La consecuencia natural del derecho a profesar y practicar públicamente una fe religiosa es la de poder transmitirla a sus descendientes; consecuente con este principio, el artículo 27 de la Constitución dice en su número 3: “Los poderes públicos garantizan el derecho que asiste a los padres para que sus hijos reciban la formación religiosa y moral que esté de acuerdo con sus propias convicciones”. Fruto de esta opción constitucional equilibrada y razonable fueron los acuerdos con la Santa Sede (no Concordato), que con la fuerza de un tratado internacional han ido dando lugar a desarrollos legislativos en materias estrictamente religiosa, tributaria y de enseñanza; situación de la que también disfrutan otras confesiones reconocidas, manteniéndose un clima pacificado en la sociedad española.

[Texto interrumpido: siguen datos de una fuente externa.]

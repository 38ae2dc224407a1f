//! Error types for the ledger

use thiserror::Error;

/// Result type for ledger operations
pub type Result<T> = std::result::Result<T, Error>;

/// Ledger errors
#[derive(Error, Debug)]
pub enum Error {
    /// Storage error (RocksDB)
    #[error("Storage error: {0}")]
    Storage(String),

    /// Serialization error
    #[error("Serialization error: {0}")]
    Serialization(#[from] bincode::Error),

    /// Transaction not found
    #[error("Transaction not found: {0}")]
    TransactionNotFound(String),

    /// Attempt to change a completed transaction
    #[error("Transaction is immutable: {0}")]
    ImmutableTransaction(String),

    /// Malformed transaction
    #[error("Invalid transaction: {0}")]
    InvalidTransaction(String),

    /// Configuration error
    #[error("Configuration error: {0}")]
    Config(String),

    /// IO error
    #[error("IO error: {0}")]
    Io(#[from] std::io::Error),
}

impl From<rocksdb::Error> for Error {
    fn from(err: rocksdb::Error) -> Self {
        Error::Storage(err.to_string())
    }
}
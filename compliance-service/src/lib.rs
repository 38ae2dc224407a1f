pub mod config;
pub mod error;
pub mod kyc;
pub mod pep;
pub mod sanctions;
pub mod sar;
pub mod screening;
pub mod types;

pub use config::AmlConfig;
pub use error::{ComplianceError, Result};
pub use kyc::{verify_kyc_documents, DocumentKind, KycDocument, KycStatus, KycVerification};
pub use pep::PepChecker;
pub use sanctions::{SanctionsEngine, SanctionsEntry, SanctionsMatch};
pub use sar::{SarGenerator, SarReport, SarStatus};
pub use screening::AmlFlagEvaluator;
pub use types::{
    AmlFlag, AmlRiskLevel, AmlScreening, AmlStatus, CheckStatus, ComplianceRecommendation,
    ScreeningType, TransactionRequest, UserProfile,
};
use crate::error::{ComplianceError, Result};
use dashmap::DashMap;
use serde::{Deserialize, Serialize};
use std::io::Read;
use std::path::Path;
use std::sync::Arc;
use tracing::{debug, info};

/// Built-in list used when no list file is configured
pub const MOCK_LIST: &str = "OFAC_SDN";

#[derive(Debug, Clone, PartialEq, Eq, Serialize, Deserialize)]
pub struct SanctionsEntry {
    pub id: String,
    pub name: String,
}

impl SanctionsEntry {
    pub fn new(id: impl Into<String>, name: impl Into<String>) -> Self {
        Self {
            id: id.into(),
            name: name.into(),
        }
    }
}

#[derive(Debug, Clone, PartialEq, Eq, Serialize, Deserialize)]
pub struct SanctionsMatch {
    pub list: String,
    pub entry_id: String,
    pub matched_name: String,
}

/// SanctionsEngine holds named sanctions lists and answers name lookups
///
/// A name matches when its lowercase form contains a listed name's lowercase
/// form.
#[derive(Debug, Clone, Default)]
pub struct SanctionsEngine {
    // Map: list_name -> entries with lowercased names
    lists: Arc<DashMap<String, Vec<SanctionsEntry>>>,
}

impl SanctionsEngine {
    pub fn new() -> Self {
        Self::default()
    }

    /// Engine preloaded with the built-in mock list
    pub fn with_mock_list() -> Self {
        let engine = Self::new();
        engine.load_list(
            MOCK_LIST,
            vec![
                SanctionsEntry::new("SDN-0001", "John Doe"),
                SanctionsEntry::new("SDN-0002", "Jane Smith"),
            ],
        );
        engine
    }

    /// Load (or replace) a sanctions list; entries with blank names are skipped
    pub fn load_list(&self, list_name: &str, entries: Vec<SanctionsEntry>) -> usize {
        let entries: Vec<SanctionsEntry> = entries
            .into_iter()
            .filter_map(|entry| {
                let name = entry.name.trim().to_lowercase();
                (!name.is_empty()).then(|| SanctionsEntry { id: entry.id, name })
            })
            .collect();

        let count = entries.len();
        self.lists.insert(list_name.to_string(), entries);
        info!(list = list_name, entries = count, "Loaded sanctions list");
        count
    }

    /// Load a list from CSV with `id,name` headers
    pub fn load_csv<R: Read>(&self, list_name: &str, reader: R) -> Result<usize> {
        let mut csv_reader = csv::Reader::from_reader(reader);
        let entries = csv_reader
            .deserialize::<SanctionsEntry>()
            .collect::<std::result::Result<Vec<_>, _>>()?;

        if entries.is_empty() {
            return Err(ComplianceError::ListLoad(format!(
                "Sanctions list {} is empty",
                list_name
            )));
        }

        Ok(self.load_list(list_name, entries))
    }

    /// Load a list from a CSV file; the list is named after the file stem
    pub fn load_csv_file(&self, path: impl AsRef<Path>) -> Result<usize> {
        let path = path.as_ref();
        let list_name = path
            .file_stem()
            .and_then(|s| s.to_str())
            .ok_or_else(|| {
                ComplianceError::ListLoad(format!("Bad list file name: {}", path.display()))
            })?
            .to_uppercase();

        let file = std::fs::File::open(path)
            .map_err(|e| ComplianceError::ListLoad(format!("{}: {}", path.display(), e)))?;
        self.load_csv(&list_name, file)
    }

    /// Check a full name against every loaded list
    ///
    /// Matches are ordered by list name, then entry id.
    pub fn check_name(&self, full_name: &str) -> Vec<SanctionsMatch> {
        let name = full_name.to_lowercase();
        let mut matches = Vec::new();

        for list_entry in self.lists.iter() {
            let list_name = list_entry.key();
            for entry in list_entry.value() {
                if name.contains(&entry.name) {
                    debug!(list = %list_name, entry_id = %entry.id, "Sanctions name match");
                    matches.push(SanctionsMatch {
                        list: list_name.clone(),
                        entry_id: entry.id.clone(),
                        matched_name: entry.name.clone(),
                    });
                }
            }
        }

        matches.sort_by(|a, b| a.list.cmp(&b.list).then_with(|| a.entry_id.cmp(&b.entry_id)));
        matches
    }

    /// Get total number of entries across all lists
    pub fn total_entries(&self) -> usize {
        self.lists.iter().map(|l| l.value().len()).sum()
    }

    /// Get list of loaded sanctions lists
    pub fn loaded_lists(&self) -> Vec<String> {
        let mut names: Vec<String> = self.lists.iter().map(|l| l.key().clone()).collect();
        names.sort();
        names
    }
}

#[cfg(test)]
mod tests {
    use super::*;

    #[test]
    fn test_mock_list_substring_match() {
        let engine = SanctionsEngine::with_mock_list();

        let matches = engine.check_name("Mr. JOHN DOE Jr.");
        assert_eq!(matches.len(), 1);
        assert_eq!(matches[0].list, MOCK_LIST);
        assert_eq!(matches[0].matched_name, "john doe");

        assert!(engine.check_name("Johnny Dough").is_empty());
        assert!(engine.check_name("").is_empty());
    }

    #[test]
    fn test_load_csv() {
        let engine = SanctionsEngine::new();
        let csv = "id,name\nEU-1,Ivan Petrov\nEU-2,  \nEU-3,Acme Holdings\n";

        let loaded = engine.load_csv("EU", csv.as_bytes()).unwrap();

        assert_eq!(loaded, 2);
        assert_eq!(engine.total_entries(), 2);
        assert_eq!(engine.check_name("ivan petrov")[0].entry_id, "EU-1");
    }

    #[test]
    fn test_load_csv_rejects_malformed_and_empty() {
        let engine = SanctionsEngine::new();

        assert!(matches!(
            engine.load_csv("X", "identifier\nfoo\n".as_bytes()),
            Err(ComplianceError::ListLoad(_))
        ));
        assert!(matches!(
            engine.load_csv("X", "id,name\n".as_bytes()),
            Err(ComplianceError::ListLoad(_))
        ));
        assert!(engine.loaded_lists().is_empty());
    }

    #[test]
    fn test_load_csv_file() {
        let dir = tempfile::TempDir::new().unwrap();
        let path = dir.path().join("un_consolidated.csv");
        std::fs::write(&path, "id,name\nUN-9,Jane Roe\n").unwrap();

        let engine = SanctionsEngine::with_mock_list();
        engine.load_csv_file(&path).unwrap();

        assert_eq!(engine.loaded_lists(), vec!["OFAC_SDN", "UN_CONSOLIDATED"]);
        assert!(matches!(
            engine.load_csv_file(dir.path().join("missing.csv")),
            Err(ComplianceError::ListLoad(_))
        ));
    }
}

En un sistema democrático nada hay que objetar a las pretensiones de modificación en estas materias hacia un sistema completamente laico, aunque, dado el lugar que ocupan en la primera de nuestras leyes, exigirán una reforma constitucional de gran envergadura; pero lo que no cabe, y sería muy peligroso, es ir dando pasos de hecho para acabar alterando la regulación constitucional por la puerta de atrás. Y cabe además hacernos todos una pregunta: ¿de verdad este es un problema social demandado por una mayoría de ciudadanos?